┌─ Entries shown

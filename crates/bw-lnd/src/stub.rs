//! Synthetic host for demo and development runs.
//!
//! Builds a fixed population of peers with derived keys and channels, then
//! generates random HTLC traffic against the interceptor. Accepted HTLCs
//! resolve after a per-peer delay profile with a per-peer settlement
//! probability, so the daemon sees realistic mixes of successes and
//! failures without a node attached.

use std::collections::HashMap;
use std::sync::atomic::{AtomicU64, Ordering};
use std::sync::Arc;
use std::time::Duration;

use chrono::Utc;
use parking_lot::Mutex;
use rand::Rng;
use sha2::{Digest, Sha256};
use tokio::sync::mpsc;
use tracing::debug;

use async_trait::async_trait;

use bw_core::{CircuitKey, InFlightHtlc, PeerId, PEER_ID_LEN};

use crate::{
    Channel, InterceptResponse, InterceptedHtlc, InterceptorChannels, LndClient, LndError,
    NodeInfo, ResolvedHtlc,
};

const STUB_ALIASES: [&str; 21] = [
    "SatStream",
    "ThunderPath",
    "⚡ free routing ⚡",
    "nodemaster.io",
    "RoutingRanch",
    "zero-base-fee",
    "LiquidityLlama",
    "plebnode",
    "StackingSats24",
    "channel.surf",
    "HighFeeHenry",
    "windmill",
    "relay-one",
    "Magma",
    "TorOnlyNode",
    "YieldNode",
    "Ursa",
    "peppermint",
    "",
    "",
    "",
];

const STREAM_BUFFER: usize = 256;

struct StubPeer {
    alias: String,
    /// channel id → we are the initiator.
    channels: HashMap<u64, bool>,
}

struct StubInFlight {
    incoming_peer: PeerId,
    outgoing_circuit: CircuitKey,
    incoming_msat: u64,
    outgoing_msat: u64,
}

/// In-process fake of the host node.
pub struct StubLndClient {
    identity: PeerId,
    peers: HashMap<PeerId, StubPeer>,
    chan_map: HashMap<u64, PeerId>,
    pending: Arc<Mutex<HashMap<CircuitKey, StubInFlight>>>,

    event_tx: mpsc::Sender<ResolvedHtlc>,
    event_rx: Mutex<Option<mpsc::Receiver<ResolvedHtlc>>>,
    request_rx: Mutex<Option<mpsc::Receiver<InterceptedHtlc>>>,
}

impl StubLndClient {
    /// Build the synthetic topology and start the traffic generators.
    #[must_use]
    pub fn new() -> Self {
        let mut peers = HashMap::new();
        let mut chan_map = HashMap::new();

        let mut chan_id: u64 = 1;
        for (index, alias) in STUB_ALIASES.iter().enumerate() {
            let key = derive_peer_key(index as u8);

            let channel_count = usize::from(key.as_bytes()[5] % 5) + 1;
            let mut channels = HashMap::new();
            for offset in 0..channel_count {
                let initiator = key.as_bytes()[6 + offset] % 2 == 0;
                channels.insert(chan_id, initiator);
                chan_map.insert(chan_id, key);
                chan_id += 1;
            }

            peers.insert(
                key,
                StubPeer {
                    alias: (*alias).to_string(),
                    channels,
                },
            );
        }

        let pending = Arc::new(Mutex::new(HashMap::new()));
        let (event_tx, event_rx) = mpsc::channel(STREAM_BUFFER);
        let (request_tx, request_rx) = mpsc::channel(STREAM_BUFFER);

        let outgoing_index = Arc::new(AtomicU64::new(0));

        // Every peer except the first generates traffic; the quiet one shows
        // up in listings with idle counters.
        for (peer_key, peer) in peers.iter().skip(1) {
            let own_channels: Vec<u64> = peer.channels.keys().copied().collect();
            let outgoing_channels: Vec<u64> = chan_map
                .iter()
                .filter(|(_, owner)| *owner != peer_key)
                .map(|(channel, _)| *channel)
                .collect();

            tokio::spawn(generate_htlcs(
                *peer_key,
                own_channels,
                outgoing_channels,
                Arc::clone(&pending),
                Arc::clone(&outgoing_index),
                request_tx.clone(),
            ));
        }

        Self {
            identity: derive_peer_key(0xff),
            peers,
            chan_map,
            pending,
            event_tx,
            event_rx: Mutex::new(Some(event_rx)),
            request_rx: Mutex::new(Some(request_rx)),
        }
    }
}

impl Default for StubLndClient {
    fn default() -> Self {
        Self::new()
    }
}

#[async_trait]
impl LndClient for StubLndClient {
    async fn get_info(&self) -> Result<NodeInfo, LndError> {
        Ok(NodeInfo {
            node_key: self.identity,
            alias: "stub".to_string(),
            version: "v1.0.0".to_string(),
        })
    }

    async fn list_channels(&self) -> Result<HashMap<u64, Channel>, LndError> {
        let mut channels = HashMap::new();
        for (key, peer) in &self.peers {
            for (channel, initiator) in &peer.channels {
                channels.insert(
                    *channel,
                    Channel {
                        peer: *key,
                        initiator: *initiator,
                    },
                );
            }
        }
        Ok(channels)
    }

    async fn list_closed_channels(&self) -> Result<HashMap<u64, Channel>, LndError> {
        Ok(HashMap::new())
    }

    async fn get_node_alias(&self, peer: PeerId) -> Result<Option<String>, LndError> {
        Ok(self.peers.get(&peer).map(|p| p.alias.clone()))
    }

    async fn subscribe_htlc_events(&self) -> Result<mpsc::Receiver<ResolvedHtlc>, LndError> {
        self.event_rx.lock().take().ok_or(LndError::StreamTaken)
    }

    async fn htlc_interceptor(&self) -> Result<InterceptorChannels, LndError> {
        let requests = self.request_rx.lock().take().ok_or(LndError::StreamTaken)?;

        let (response_tx, mut response_rx) = mpsc::channel::<InterceptResponse>(STREAM_BUFFER);
        let pending = Arc::clone(&self.pending);
        let event_tx = self.event_tx.clone();
        let chan_map = self.chan_map.clone();

        tokio::spawn(async move {
            while let Some(response) = response_rx.recv().await {
                tokio::spawn(resolve_htlc(
                    response,
                    Arc::clone(&pending),
                    event_tx.clone(),
                    chan_map.clone(),
                ));
            }
        });

        Ok(InterceptorChannels {
            requests,
            responses: response_tx,
        })
    }

    async fn pending_incoming_htlcs(
        &self,
        peer: Option<PeerId>,
    ) -> Result<HashMap<PeerId, HashMap<CircuitKey, InFlightHtlc>>, LndError> {
        let mut all: HashMap<PeerId, HashMap<CircuitKey, InFlightHtlc>> = HashMap::new();

        for (key, in_flight) in self.pending.lock().iter() {
            if peer.is_some_and(|p| p != in_flight.incoming_peer) {
                continue;
            }

            all.entry(in_flight.incoming_peer).or_default().insert(
                *key,
                InFlightHtlc {
                    add_time: None,
                    incoming_msat: in_flight.incoming_msat,
                    outgoing_msat: in_flight.outgoing_msat,
                },
            );
        }

        Ok(all)
    }
}

fn derive_peer_key(index: u8) -> PeerId {
    let digest = Sha256::digest([index]);
    let mut bytes = [0u8; PEER_ID_LEN];
    bytes[0] = 0x02;
    bytes[1..].copy_from_slice(&digest);
    PeerId::new(bytes)
}

/// Delay range in milliseconds for a peer's traffic and resolution profile.
fn delay_range(profile: u8) -> (u64, u64) {
    match profile % 3 {
        0 => (100, 1_000),
        1 => (1_000, 5_000),
        _ => (5_000, 30_000),
    }
}

fn random_delay(profile: u8) -> Duration {
    let (min_ms, max_ms) = delay_range(profile);
    let millis = rand::thread_rng().gen_range(min_ms..max_ms);
    Duration::from_millis(millis)
}

async fn generate_htlcs(
    peer: PeerId,
    own_channels: Vec<u64>,
    outgoing_channels: Vec<u64>,
    pending: Arc<Mutex<HashMap<CircuitKey, StubInFlight>>>,
    outgoing_index: Arc<AtomicU64>,
    request_tx: mpsc::Sender<InterceptedHtlc>,
) {
    let profile = peer.as_bytes()[5];
    let mut htlc_id: u64 = 0;

    loop {
        let (incoming_circuit, outgoing_circuit, incoming_msat, outgoing_msat) = {
            let mut rng = rand::thread_rng();

            let channel_in = own_channels[rng.gen_range(0..own_channels.len())];
            let channel_out = outgoing_channels[rng.gen_range(0..outgoing_channels.len())];

            // Non-zero incoming amount; the outgoing amount keeps a fee margin
            // but never drops to zero.
            let incoming_msat: u64 = rng.gen_range(1..100_000_000);
            let mut outgoing_msat = incoming_msat / 2;
            if outgoing_msat == 0 {
                outgoing_msat = incoming_msat;
            }

            (
                CircuitKey::new(channel_in, htlc_id),
                CircuitKey::new(channel_out, outgoing_index.fetch_add(1, Ordering::Relaxed)),
                incoming_msat,
                outgoing_msat,
            )
        };

        pending.lock().insert(
            incoming_circuit,
            StubInFlight {
                incoming_peer: peer,
                outgoing_circuit,
                incoming_msat,
                outgoing_msat,
            },
        );

        let request = InterceptedHtlc {
            incoming_circuit,
            incoming_msat,
            outgoing_msat,
        };
        if request_tx.send(request).await.is_err() {
            return;
        }

        htlc_id += 1;
        tokio::time::sleep(random_delay(profile)).await;
    }
}

async fn resolve_htlc(
    response: InterceptResponse,
    pending: Arc<Mutex<HashMap<CircuitKey, StubInFlight>>>,
    event_tx: mpsc::Sender<ResolvedHtlc>,
    chan_map: HashMap<u64, PeerId>,
) {
    let key = response.incoming_circuit;

    if !response.resume {
        let outgoing_circuit = pending
            .lock()
            .remove(&key)
            .map_or(CircuitKey::new(0, 0), |h| h.outgoing_circuit);

        let _ = event_tx
            .send(ResolvedHtlc {
                incoming_circuit: key,
                outgoing_circuit,
                settled: false,
                timestamp: Utc::now(),
            })
            .await;
        return;
    }

    let Some(owner) = chan_map.get(&key.channel).copied() else {
        debug!(channel = key.channel, "response for unknown stub channel");
        return;
    };

    tokio::time::sleep(random_delay(owner.as_bytes()[6])).await;

    // Settlement probability by peer profile.
    let settled_percent: u64 = match owner.as_bytes()[7] % 3 {
        0 => 5,
        1 => 50,
        _ => 90,
    };
    let settled = rand::thread_rng().gen_range(0..100) < settled_percent;

    let outgoing_circuit = pending
        .lock()
        .remove(&key)
        .map_or(CircuitKey::new(0, 0), |h| h.outgoing_circuit);

    let _ = event_tx
        .send(ResolvedHtlc {
            incoming_circuit: key,
            outgoing_circuit,
            settled,
            timestamp: Utc::now(),
        })
        .await;
}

└─

*Exercise brief*:
Show, from the records above, every line that includes "mpsc".

*Answer to this problem*:
use tokio::sync::mpsc;
    event_tx: mpsc::Sender<ResolvedHtlc>,
    event_rx: Mutex<Option<mpsc::Receiver<ResolvedHtlc>>>,
    request_rx: Mutex<Option<mpsc::Receiver<InterceptedHtlc>>>,
        let (event_tx, event_rx) = mpsc::channel(STREAM_BUFFER);
        let (request_tx, request_rx) = mpsc::channel(STREAM_BUFFER);
    async fn subscribe_htlc_events(&self) -> Result<mpsc::Receiver<ResolvedHtlc>, LndError> {
        let (response_tx, mut response_rx) = mpsc::channel::<InterceptResponse>(STREAM_BUFFER);
    request_tx: mpsc::Sender<InterceptedHtlc>,
    event_tx: mpsc::Sender<ResolvedHtlc>,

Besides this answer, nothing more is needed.